**How to complete this task:**
Below are some records. Pull every line that contains the word "ScoredCandidate".

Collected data
——
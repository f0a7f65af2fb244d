//! Conflict-free assignment selection.
//!
//! Maximum-weight bipartite matching resolved greedily: candidates are
//! processed in descending (tier, confidence) order with identifier
//! tie-breaks, so the outcome is reproducible regardless of input order.
//! The commit loop is sequential; that is what preserves the
//! conflict-free invariant.

use crate::config::MatcherConfig;
use crate::models::{
    AssignmentKind, BankTransactionRecord, InvoiceRecord, MatchAssignment, ScoredCandidate,
};
use std::cmp::Ordering;
use std::collections::{BTreeMap, HashMap, HashSet};

/// Resolve the scored candidate set into a conflict-free assignment set.
/// Every input record ends in exactly one terminal state; absence of a
/// match is the normal unmatched outcome, never an error.
pub fn resolve_assignments(
    scored: &[ScoredCandidate],
    invoices: &[InvoiceRecord],
    transactions: &[BankTransactionRecord],
    config: &MatcherConfig,
) -> Vec<MatchAssignment> {
    let mut ordered: Vec<&ScoredCandidate> = scored.iter().collect();
    ordered.sort_by(|a, b| {
        b.tier
            .rank()
            .cmp(&a.tier.rank())
            .then_with(|| b.confidence.partial_cmp(&a.confidence).unwrap_or(Ordering::Equal))
            .then_with(|| a.invoice_id.cmp(&b.invoice_id))
            .then_with(|| a.transaction_id.cmp(&b.transaction_id))
    });

    let mut taken_invoices: HashSet<&str> = HashSet::new();
    let mut taken_transactions: HashSet<&str> = HashSet::new();
    let mut assignments = Vec::new();

    // One-to-one pass. A candidate whose amount does not reconcile at all
    // (zero amount score, outside fee tolerance) cannot form a one-to-one
    // match; it stays available as a one-to-many leg.
    for candidate in &ordered {
        if candidate.amount_score <= 0.0 {
            continue;
        }
        if taken_invoices.contains(candidate.invoice_id.as_str())
            || taken_transactions.contains(candidate.transaction_id.as_str())
        {
            continue;
        }
        taken_invoices.insert(&candidate.invoice_id);
        taken_transactions.insert(&candidate.transaction_id);
        assignments.push(MatchAssignment::from_candidate(candidate, AssignmentKind::OneToOne));
    }

    let invoice_amounts: HashMap<&str, i64> = invoices
        .iter()
        .map(|i| (i.source_id.as_str(), i.amount_minor))
        .collect();
    let transaction_amounts: HashMap<&str, i64> = transactions
        .iter()
        .map(|t| (t.transaction_id.as_str(), t.amount_minor.abs()))
        .collect();

    // Partial payments: several transactions settling one invoice.
    let mut by_invoice: BTreeMap<&str, Vec<&ScoredCandidate>> = BTreeMap::new();
    for candidate in &ordered {
        if !taken_invoices.contains(candidate.invoice_id.as_str())
            && !taken_transactions.contains(candidate.transaction_id.as_str())
        {
            by_invoice
                .entry(candidate.invoice_id.as_str())
                .or_default()
                .push(candidate);
        }
    }
    for (invoice_id, candidates) in by_invoice {
        let Some(&target) = invoice_amounts.get(invoice_id) else {
            continue;
        };
        let legs = accumulate_legs(
            &candidates,
            target,
            config.partial_sum_tolerance_minor,
            |c| &c.transaction_id,
            &taken_transactions,
            &transaction_amounts,
        );
        if legs.len() >= 2 {
            taken_invoices.insert(invoice_id);
            for leg in legs {
                taken_transactions.insert(&leg.transaction_id);
                assignments
                    .push(MatchAssignment::from_candidate(leg, AssignmentKind::PartialPayment));
            }
        }
    }

    // Split settlements: one transaction covering several invoices.
    let mut by_transaction: BTreeMap<&str, Vec<&ScoredCandidate>> = BTreeMap::new();
    for candidate in &ordered {
        if !taken_invoices.contains(candidate.invoice_id.as_str())
            && !taken_transactions.contains(candidate.transaction_id.as_str())
        {
            by_transaction
                .entry(candidate.transaction_id.as_str())
                .or_default()
                .push(candidate);
        }
    }
    for (transaction_id, candidates) in by_transaction {
        let Some(&target) = transaction_amounts.get(transaction_id) else {
            continue;
        };
        let legs = accumulate_legs(
            &candidates,
            target,
            config.partial_sum_tolerance_minor,
            |c| &c.invoice_id,
            &taken_invoices,
            &invoice_amounts,
        );
        if legs.len() >= 2 {
            taken_transactions.insert(transaction_id);
            for leg in legs {
                taken_invoices.insert(&leg.invoice_id);
                assignments
                    .push(MatchAssignment::from_candidate(leg, AssignmentKind::PartialPayment));
            }
        }
    }

    // Everything left is a terminal unmatched outcome, emitted in
    // identifier order.
    let mut leftover_invoices: Vec<&InvoiceRecord> = invoices
        .iter()
        .filter(|i| !taken_invoices.contains(i.source_id.as_str()))
        .collect();
    leftover_invoices.sort_by(|a, b| a.source_id.cmp(&b.source_id));
    for invoice in leftover_invoices {
        assignments.push(MatchAssignment::unmatched_invoice(&invoice.source_id));
    }

    let mut leftover_transactions: Vec<&BankTransactionRecord> = transactions
        .iter()
        .filter(|t| !taken_transactions.contains(t.transaction_id.as_str()))
        .collect();
    leftover_transactions.sort_by(|a, b| a.transaction_id.cmp(&b.transaction_id));
    for txn in leftover_transactions {
        assignments.push(MatchAssignment::unmatched_transaction(&txn.transaction_id));
    }

    assignments
}

/// Greedily accumulate legs (already in tier/confidence order) until the
/// amounts sum to the target within tolerance. Returns the accepted legs,
/// or an empty vector when the sum never lands inside the tolerance.
fn accumulate_legs<'a>(
    candidates: &[&'a ScoredCandidate],
    target_minor: i64,
    tolerance_minor: i64,
    leg_id: impl Fn(&ScoredCandidate) -> &String,
    taken: &HashSet<&str>,
    amounts: &HashMap<&str, i64>,
) -> Vec<&'a ScoredCandidate> {
    let mut legs: Vec<&ScoredCandidate> = Vec::new();
    let mut seen_legs: HashSet<&str> = HashSet::new();
    let mut sum = 0i64;

    for candidate in candidates {
        let id = leg_id(candidate).as_str();
        if taken.contains(id) || seen_legs.contains(id) {
            continue;
        }
        let Some(&amount) = amounts.get(id) else {
            continue;
        };
        if sum + amount <= target_minor + tolerance_minor {
            legs.push(candidate);
            seen_legs.insert(id);
            sum += amount;
            if (target_minor - sum).abs() <= tolerance_minor {
                return legs;
            }
        }
    }

    Vec::new()
}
——
**Response box:**
    AssignmentKind, BankTransactionRecord, InvoiceRecord, MatchAssignment, ScoredCandidate,
    scored: &[ScoredCandidate],
    let mut ordered: Vec<&ScoredCandidate> = scored.iter().collect();
    let mut by_invoice: BTreeMap<&str, Vec<&ScoredCandidate>> = BTreeMap::new();
    let mut by_transaction: BTreeMap<&str, Vec<&ScoredCandidate>> = BTreeMap::new();
    candidates: &[&'a ScoredCandidate],
    leg_id: impl Fn(&ScoredCandidate) -> &String,
) -> Vec<&'a ScoredCandidate> {
    let mut legs: Vec<&ScoredCandidate> = Vec::new();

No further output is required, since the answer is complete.